Of course my colleague’s episode is not an exception, as the Chaos Report figures prove. With even more certainty, not all projects have problems with suppliers. Information system projects have so many points of attention that an IT project manager should be promoted to a god (a bit of chauvinism). What is important to extract from this tale is the lesson.
As the freezing effect comprises the Escalation of Commitment, two other concepts are also related: the Irreversible Expense and the Trap.
I can imagine that at a certain moment, while presenting themselves to the Director, the project management team suggested replacing the supplier. The Director, on the other hand, must have argued – with more or less emotion – that the project had already spent financial resources with said supplier and therefore would not be prudent to replace it. This is an example of the judgment by Irreversible Expense, the phenomenon that occurs when the individual persists in the decision because he had previously invested money, time, effort, in detriment of other decisions, which had potentially more advantages.

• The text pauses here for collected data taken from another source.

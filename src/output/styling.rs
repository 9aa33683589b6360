use console::style;

/// Styling helpers for terminal output
pub fn bright_yellow(text: impl std::fmt::Display) -> console::StyledObject<String> {
    style(text.to_string()).bright().yellow()
}

pub fn bright_green(text: impl std::fmt::Display) -> console::StyledObject<String> {
    style(text.to_string()).bright().green()
}

pub fn bright_red(text: impl std::fmt::Display) -> console::StyledObject<String> {
    style(text.to_string()).bright().red()
}

pub fn cyan(text: impl std::fmt::Display) -> console::StyledObject<String> {
    style(text.to_string()).cyan()
}

pub fn dim(text: impl std::fmt::Display) -> console::StyledObject<String> {
    style(text.to_string()).dim()
}

pub fn magenta_bold(text: impl std::fmt::Display) -> console::StyledObject<String> {
    style(text.to_string()).magenta().bold()
}
use serde::Serialize;

/// Identifies one screen of the creation wizard.
///
/// The flow only decides which step is current; drawing it is up to the host.
#[derive(Debug, Clone, Copy, PartialEq, Eq, Hash, Serialize)]
#[serde(rename_all = "snake_case")]
pub enum FlowStep {
    Loading,
    AccessToken,
    ChooseOrganization,
    ChooseDiscover,
    AlreadyDiscover,
    ConfirmDiscover,
    ChooseRepository,
    Complete,
}

impl FlowStep {
    /// Breadcrumb title.
    pub fn title(&self) -> &'static str {
        match self {
            Self::Loading => "Loading",
            Self::AccessToken => "Connect to GitHub",
            Self::ChooseOrganization => "Which organization does the repository belong to?",
            Self::ChooseDiscover => "Create a single Pipeline or discover all Pipelines?",
            Self::AlreadyDiscover => "Already discovering",
            Self::ConfirmDiscover => "Confirm",
            Self::ChooseRepository => "Choose a repository",
            Self::Complete => "Complete",
        }
    }
}

/// Ordered stack of wizard steps. The last entry is the visible one.
#[derive(Debug, Clone)]
pub struct StepStack {
    steps: Vec<FlowStep>,
    pending: Vec<String>,
}

impl StepStack {
    pub fn new(initial: FlowStep) -> Self {
        Self {
            steps: vec![initial],
            pending: Vec::new(),
        }
    }

    pub fn current(&self) -> FlowStep {
        // Never empty: every mutation leaves at least one step behind.
        self.steps[self.steps.len() - 1]
    }

    pub fn steps(&self) -> &[FlowStep] {
        &self.steps
    }

    pub fn push(&mut self, step: FlowStep) {
        self.steps.push(step);
    }

    /// Drops everything above `after` and pushes `step` on top of it.
    ///
    /// Falls back to a plain push when `after` is not on the stack.
    pub fn push_after(&mut self, after: FlowStep, step: FlowStep) {
        if let Some(index) = self.steps.iter().rposition(|s| *s == after) {
            self.steps.truncate(index + 1);
        }
        self.steps.push(step);
    }

    pub fn replace_current(&mut self, step: FlowStep) {
        let last = self.steps.len() - 1;
        self.steps[last] = step;
    }

    /// Removes the current step unless it is the only one left.
    #[cfg(test)]
    pub fn pop(&mut self) -> Option<FlowStep> {
        if self.steps.len() > 1 {
            self.steps.pop()
        } else {
            None
        }
    }

    pub fn reset(&mut self, step: FlowStep) {
        self.steps.clear();
        self.steps.push(step);
        self.pending.clear();
    }

    /// Titles of the steps still ahead of the user.
    pub fn pending_steps(&self) -> &[String] {
        &self.pending
    }

    pub fn set_pending_steps<I, S>(&mut self, titles: I)
    where
        I: IntoIterator<Item = S>,
        S: Into<String>,
    {
        self.pending = titles.into_iter().map(Into::into).collect();
    }

    pub fn clear_pending_steps(&mut self) {
        self.pending.clear();
    }
}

It is worth remembering that the hypothetical manual of good project management says that in deciding for the continuity of the project, efforts which have already been made must not be considered (these costs are sunk in the accounting norm). Therefore, a good project management, in itself, should be enough to prevent the Irreversible Expense phenomenon from contaminating the decision making.

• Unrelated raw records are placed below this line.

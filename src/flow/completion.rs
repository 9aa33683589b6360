use std::sync::Arc;
use std::time::Duration;

use log::debug;
use tokio::sync::mpsc;
use tokio::task::JoinHandle;

use super::types::JobEvent;
use crate::providers::{EventBus, SubscriptionId};

/// Lifecycle of the post-save completion listener.
#[derive(Debug, Clone, Copy, PartialEq, Eq)]
pub enum CompletionState {
    Idle,
    Armed,
    Resolved,
    TimedOut,
}

#[derive(Debug)]
pub enum CompletionSignal {
    Event(JobEvent),
    TimedOut,
}

/// An event-bus subscription paired with its timeout timer.
///
/// Both are created by [`CompletionWatch::arm`] and released together when
/// the watch is dropped, so one can never outlive the other.
pub struct CompletionWatch {
    bus: Arc<dyn EventBus>,
    subscription: SubscriptionId,
    timer: JoinHandle<()>,
    signals: mpsc::UnboundedReceiver<CompletionSignal>,
}

impl CompletionWatch {
    /// Subscribes to `bus` and starts a `timeout` timer. Must run inside a
    /// tokio runtime.
    pub fn arm(bus: Arc<dyn EventBus>, timeout: Duration) -> Self {
        let (tx, signals) = mpsc::unbounded_channel();

        let events = tx.clone();
        let subscription = bus.register_handler(Box::new(move |event| {
            let _ = events.send(CompletionSignal::Event(event));
        }));

        let timer = tokio::spawn(async move {
            tokio::time::sleep(timeout).await;
            let _ = tx.send(CompletionSignal::TimedOut);
        });

        debug!(
            "Completion watch armed (subscription {}, timeout {:?})",
            subscription.0, timeout
        );

        Self {
            bus,
            subscription,
            timer,
            signals,
        }
    }

    /// Next event or timeout. `None` once every sender is gone.
    pub async fn next_signal(&mut self) -> Option<CompletionSignal> {
        self.signals.recv().await
    }

    /// Already-delivered signal, if any, without waiting.
    pub fn try_next_signal(&mut self) -> Option<CompletionSignal> {
        self.signals.try_recv().ok()
    }
}

impl Drop for CompletionWatch {
    fn drop(&mut self) {
        self.bus.remove_handler(self.subscription);
        self.timer.abort();
        debug!("Completion watch disarmed (subscription {})", self.subscription.0);
    }
}
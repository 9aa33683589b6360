use std::sync::atomic::{AtomicU64, Ordering};
use std::sync::{Arc, Mutex, MutexGuard, PoisonError};

use indexmap::IndexMap;
use log::debug;

use super::{EventBus, EventHandler, SubscriptionId};
use crate::flow::JobEvent;

/// In-process event bus. Whatever feeds events in (an SSE pump, a test)
/// calls [`LocalEventBus::publish`].
#[derive(Default)]
pub struct LocalEventBus {
    next_id: AtomicU64,
    handlers: Mutex<IndexMap<u64, Arc<EventHandler>>>,
}

impl LocalEventBus {
    pub fn new() -> Arc<Self> {
        Arc::new(Self::default())
    }

    /// Delivers `event` to every registered handler in registration order.
    pub fn publish(&self, event: &JobEvent) {
        // Handlers run outside the lock so they may (un)register themselves.
        let handlers: Vec<Arc<EventHandler>> = self.handlers().values().cloned().collect();

        debug!("Publishing event to {} handlers", handlers.len());
        for handler in handlers {
            handler(event.clone());
        }
    }

    #[cfg(test)]
    pub fn handler_count(&self) -> usize {
        self.handlers().len()
    }

    fn handlers(&self) -> MutexGuard<'_, IndexMap<u64, Arc<EventHandler>>> {
        self.handlers.lock().unwrap_or_else(PoisonError::into_inner)
    }
}

impl EventBus for LocalEventBus {
    fn register_handler(&self, handler: EventHandler) -> SubscriptionId {
        let id = self.next_id.fetch_add(1, Ordering::Relaxed);
        self.handlers().insert(id, Arc::new(handler));
        debug!("Registered event handler {id}");
        SubscriptionId(id)
    }

    fn remove_handler(&self, id: SubscriptionId) {
        let removed = self.handlers().shift_remove(&id.0);
        if removed.is_some() {
            debug!("Removed event handler {}", id.0);
        }
    }
}
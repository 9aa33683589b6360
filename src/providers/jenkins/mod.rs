mod client;
mod types;


pub use client::JenkinsClient;
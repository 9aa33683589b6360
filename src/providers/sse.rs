//! Server-sent events feed for [`LocalEventBus`].

use futures::StreamExt;
use log::{debug, info, warn};
use reqwest::header::ACCEPT;

use super::{JenkinsClient, LocalEventBus};
use crate::error::{FlowError, Result};
use crate::flow::JobEvent;

/// Splits a byte stream into SSE message payloads.
#[derive(Debug, Default)]
pub struct SseParser {
    buffer: Vec<u8>,
    data: Vec<String>,
}

impl SseParser {
    /// Feeds raw bytes and returns every message completed by them.
    pub fn feed(&mut self, bytes: &[u8]) -> Vec<String> {
        self.buffer.extend_from_slice(bytes);
        let mut messages = Vec::new();

        while let Some(end) = self.buffer.iter().position(|b| *b == b'\n') {
            let raw: Vec<u8> = self.buffer.drain(..=end).collect();
            let line = String::from_utf8_lossy(&raw);
            let line = line.trim_end_matches(['\n', '\r']);

            if line.is_empty() {
                if !self.data.is_empty() {
                    messages.push(self.data.join("\n"));
                    self.data.clear();
                }
            } else if let Some(value) = line.strip_prefix("data:") {
                self.data
                    .push(value.strip_prefix(' ').unwrap_or(value).to_string());
            }
            // `event:`, `id:`, `retry:` and `:` comments carry nothing we use.
        }

        messages
    }
}

/// Streams `url` and publishes every JSON `data:` payload onto `bus` until
/// the server closes the connection.
///
/// # Errors
///
/// Returns an error if the connection fails or the server answers non-2xx.
pub async fn pump_events(client: &JenkinsClient, url: &str, bus: &LocalEventBus) -> Result<()> {
    let response = client
        .get(url)
        .header(ACCEPT, "text/event-stream")
        .send()
        .await?;

    let status = response.status();
    if !status.is_success() {
        let message = response
            .text()
            .await
            .unwrap_or_else(|_| "Unable to read error response".to_string());
        return Err(FlowError::Api {
            status: status.as_u16(),
            message,
        });
    }

    info!("Listening for job events on {url}");
    let mut stream = response.bytes_stream();
    let mut parser = SseParser::default();

    while let Some(chunk) = stream.next().await {
        for message in parser.feed(&chunk?) {
            publish_message(bus, &message);
        }
    }

    info!("Event stream closed");
    Ok(())
}

fn publish_message(bus: &LocalEventBus, message: &str) {
    match serde_json::from_str::<JobEvent>(message) {
        Ok(event) => {
            debug!("Received event {:?}", event.jenkins_event);
            bus.publish(&event);
        }
        Err(err) => warn!("Skipping unparseable event payload: {err}"),
    }
}
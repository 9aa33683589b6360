use thiserror::Error;

#[derive(Error, Debug)]
pub enum FlowError {
    #[error("API request failed with status {status}: {message}")]
    Api { status: u16, message: String },

    #[error("Invalid configuration: {0}")]
    Config(String),

    #[error("Invalid flow state: {0}")]
    InvalidState(String),

    #[error("No credential has been established yet")]
    NoCredential,

    #[error("Network error: {0}")]
    Network(#[from] reqwest::Error),

    #[error("JSON serialization error: {0}")]
    Json(#[from] serde_json::Error),

    #[error("IO error: {0}")]
    Io(#[from] std::io::Error),
}

impl FlowError {
    /// Response body for API errors, display text for everything else.
    pub fn detail(&self) -> String {
        match self {
            Self::Api { message, .. } => message.clone(),
            other => other.to_string(),
        }
    }
}

pub type Result<T> = std::result::Result<T, FlowError>;
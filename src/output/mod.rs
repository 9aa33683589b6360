mod progress;
mod styling;
mod summary;
mod tables;

pub use progress::{status_message, FlowProgress};
pub use styling::{cyan, dim, magenta_bold};
pub use summary::{render_creation_summary, CreationSummary};
pub use tables::{organizations_table, repositories_table};

/// Prints the `orgflow` banner to stderr.
///
/// Displays the tool name, version, and description at the start of execution.
pub fn print_banner() {
    eprintln!(
        r"
{} {}
  {}
",
        magenta_bold("🔧 orgflow"),
        dim(env!("CARGO_PKG_VERSION")),
        dim("Jenkins GitHub organization pipelines")
    );
}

And as far as timeline milestones are concerned, isn’t it one of their functions to serve as a checkpoint to help control the project? Yes, but, perhaps they were not used satisfactorily. The last phenomenon, the Trap, can help the understanding of how to improve the use of those milestones. Who knows, maybe in my colleague’s project, this concept could have helped correct the course, and ensured that the end result was the one intended.
An experiment conducted in 1979 by Joel Brockner, Myril C. Shaw and Jeffrey Z. Rubin, showed that players who were exposed to the opportunity to decide whether to continue or stop betting, lost less when they were forced to decide to continue. On the other hand, those who, on the same occasion, would only act if they decided to stop, lost more.
The timeline milestone generally works as the first case of the cited experiment. There is a milestone, where the opportunity for decision occurs. If a strong decision is not taken, the project will continue automatically. Like the bettor who loses more, the project remains consuming more resources, even if it is out of control. The lesson learned comes in here, as it would be enough changing the way the timeline milestone works so that the initial decision Trap is controlled. Thus, at each milestone of the project, if there is no decision, the project is then discontinued. Radical? Perhaps. Now, think about the resources that would be saved in exchange for more aggressive management.
In this conversation with my colleague, and consequently in the reflection of the case he presented, I did not expect to discover the philosophical stone of project management. But I was glad that we understood human psychology a little more, and how it guides us in a subtle and transparent way.